Contudo, como é natural inferir, será impossível comentá-las de modo mais aprofundado no presente espaço. Quem desejar, poderá obter uma explanação mais pormenorizada das teses aqui resumidas, respectivas críticas, bem como sobre a evolução do conceito dano e sua importância atual em meu Responsabilidade Civil sem Dano: Limites Epistêmicos a Responsabilidade Civil Preventiva ou Simples Conduta (São Paulo, Atlas, 2015).
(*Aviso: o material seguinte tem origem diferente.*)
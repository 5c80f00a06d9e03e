//! # Session Events
//!
//! Typed event bus for signals that cross component boundaries outside of
//! normal call/return. The interceptor publishes; whoever cares subscribes.
//! Publishers never know their subscribers.

use std::sync::{Arc, PoisonError, RwLock};
use tracing::debug;

/// Signals raised by the session layer
#[derive(Debug, Clone, Copy, PartialEq, Eq)]
pub enum SessionEvent {
    /// Silent credential renewal failed; the session is gone
    RenewalFailed,
}

/// Event listener trait
///
/// Implement this to react to session events. Listeners run inline on the
/// publishing task, so they must not block.
pub trait SessionListener: Send + Sync {
    fn on_event(&self, event: SessionEvent);
}

impl<F> SessionListener for F
where
    F: Fn(SessionEvent) + Send + Sync,
{
    fn on_event(&self, event: SessionEvent) {
        self(event)
    }
}

/// Handle returned by [`SessionEvents::subscribe`], used to unsubscribe
#[derive(Debug, Clone, Copy, PartialEq, Eq, Hash)]
pub struct ListenerId(u64);

#[derive(Default)]
struct Listeners {
    next_id: u64,
    entries: Vec<(ListenerId, Arc<dyn SessionListener>)>,
}

/// Shared event bus. Clones publish to and subscribe on the same bus.
#[derive(Clone, Default)]
pub struct SessionEvents {
    listeners: Arc<RwLock<Listeners>>,
}

impl SessionEvents {
    pub fn new() -> Self {
        Self::default()
    }

    /// Register a listener. Listeners may subscribe at any point in the
    /// client's lifetime and receive every event published afterwards,
    /// until they are unsubscribed.
    pub fn subscribe(&self, listener: Arc<dyn SessionListener>) -> ListenerId {
        let mut listeners = self
            .listeners
            .write()
            .unwrap_or_else(PoisonError::into_inner);
        let id = ListenerId(listeners.next_id);
        listeners.next_id += 1;
        listeners.entries.push((id, listener));
        id
    }

    /// Remove a listener. Returns false if it was not registered.
    pub fn unsubscribe(&self, id: ListenerId) -> bool {
        let mut listeners = self
            .listeners
            .write()
            .unwrap_or_else(PoisonError::into_inner);
        let before = listeners.entries.len();
        listeners.entries.retain(|(entry, _)| *entry != id);
        listeners.entries.len() != before
    }

    /// Deliver an event to every registered listener
    pub fn publish(&self, event: SessionEvent) {
        // Snapshot so a listener may (un)subscribe without deadlocking
        let listeners: Vec<_> = self
            .listeners
            .read()
            .unwrap_or_else(PoisonError::into_inner)
            .entries
            .iter()
            .map(|(_, listener)| Arc::clone(listener))
            .collect();

        debug!(?event, listeners = listeners.len(), "Publishing session event");

        for listener in listeners {
            listener.on_event(event);
        }
    }

    pub fn listener_count(&self) -> usize {
        self.listeners
            .read()
            .unwrap_or_else(PoisonError::into_inner)
            .entries
            .len()
    }
}

impl std::fmt::Debug for SessionEvents {
    fn fmt(&self, f: &mut std::fmt::Formatter<'_>) -> std::fmt::Result {
        f.debug_struct("SessionEvents")
            .field("listeners", &self.listener_count())
            .finish()
    }
}

#[cfg(test)]
mod tests {
    use super::*;
    use std::sync::atomic::{AtomicUsize, Ordering};

    #[test]
    fn test_publish_reaches_all_listeners() {
        let bus = SessionEvents::new();
        let hits = Arc::new(AtomicUsize::new(0));

        for _ in 0..2 {
            let hits = Arc::clone(&hits);
            bus.subscribe(Arc::new(move |event: SessionEvent| {
                assert_eq!(event, SessionEvent::RenewalFailed);
                hits.fetch_add(1, Ordering::SeqCst);
            }));
        }

        bus.publish(SessionEvent::RenewalFailed);
        assert_eq!(hits.load(Ordering::SeqCst), 2);
    }

    #[test]
    fn test_late_subscriber_receives_later_events() {
        let bus = SessionEvents::new();
        let publisher = bus.clone();
        publisher.publish(SessionEvent::RenewalFailed);

        let hits = Arc::new(AtomicUsize::new(0));
        let counter = Arc::clone(&hits);
        bus.subscribe(Arc::new(move |_: SessionEvent| {
            counter.fetch_add(1, Ordering::SeqCst);
        }));

        publisher.publish(SessionEvent::RenewalFailed);
        assert_eq!(hits.load(Ordering::SeqCst), 1);
        assert_eq!(publisher.listener_count(), 1);
    }

    #[test]
    fn test_unsubscribed_listener_is_skipped() {
        let bus = SessionEvents::new();
        let hits = Arc::new(AtomicUsize::new(0));
        let counter = Arc::clone(&hits);
        let id = bus.subscribe(Arc::new(move |_: SessionEvent| {
            counter.fetch_add(1, Ordering::SeqCst);
        }));
        let other = bus.subscribe(Arc::new(|_: SessionEvent| {}));
        assert_ne!(id, other);

        assert!(bus.unsubscribe(id));
        assert!(!bus.unsubscribe(id));
        bus.publish(SessionEvent::RenewalFailed);

        assert_eq!(hits.load(Ordering::SeqCst), 0);
        assert_eq!(bus.listener_count(), 1);
    }
}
No volume 6 da Revista de Direito Civil Contemporâneo, o leitor poderá encontrar outro interessante estudo crítico sobre o tema, intitulado "Notas sobre a teoria da responsabilidade civil sem dano", de Roberto Paulino de Albuquerque Júnior, coordenador da Rede de Pesquisa de Direito Civil Contemporâneo na Faculdade de Direito do Recife, da Universidade Federal de Pernambuco.[4]
Todavia, para que não fiquem dúvidas em relação à posição por mim defendida, encerro citando a seguinte frase de Mario Franzoni uma vez que guiará o conjunto de ideias que serão apresentadas em nossa próxima coluna, que encerrará esta primeira série de contribuições: "a função da responsabilidade civil é a de reagir ao dano injusto e não de reprimir uma conduta antijurídica. "[5]
*Esta coluna é produzida pelos membros e convidados da Rede de Pesquisa de Direito Civil Contemporâneo (USP, Humboldt-Berlim, Coimbra, Lisboa, Girona, UFMG, UFPR, UFRGS, UFSC, UFPE, UFF, UFC e UFMT).
[1] Nesse sentido, cf.: CARVAL, Suzanne. La responsabilité civile dans sa fonction de peine privée. Paris: LGDJ, 1995, p. 13.
[2] Idem, p. 381.
[3] LEVY, Daniel de Andrade. Responsabilidade civil: de um direito dos danos a um direito das condutas lesivas. São Paulo: Atlas, 2012, p. 221.
[4] ALBUQUERQUE JÚNIOR, Roberto Paulino de. Notas sobre a teoria da responsabilidade civil sem dano. Revista de Direito Civil Contemporâneo, v. 6, p.89-104, jan–mar, 2016.
[5] FRANZONI, Massimo. Trattato della responsabilità civile: l'illecito. 2. ed. Milano: Giuffré, 2010, t. I, p. 1.254.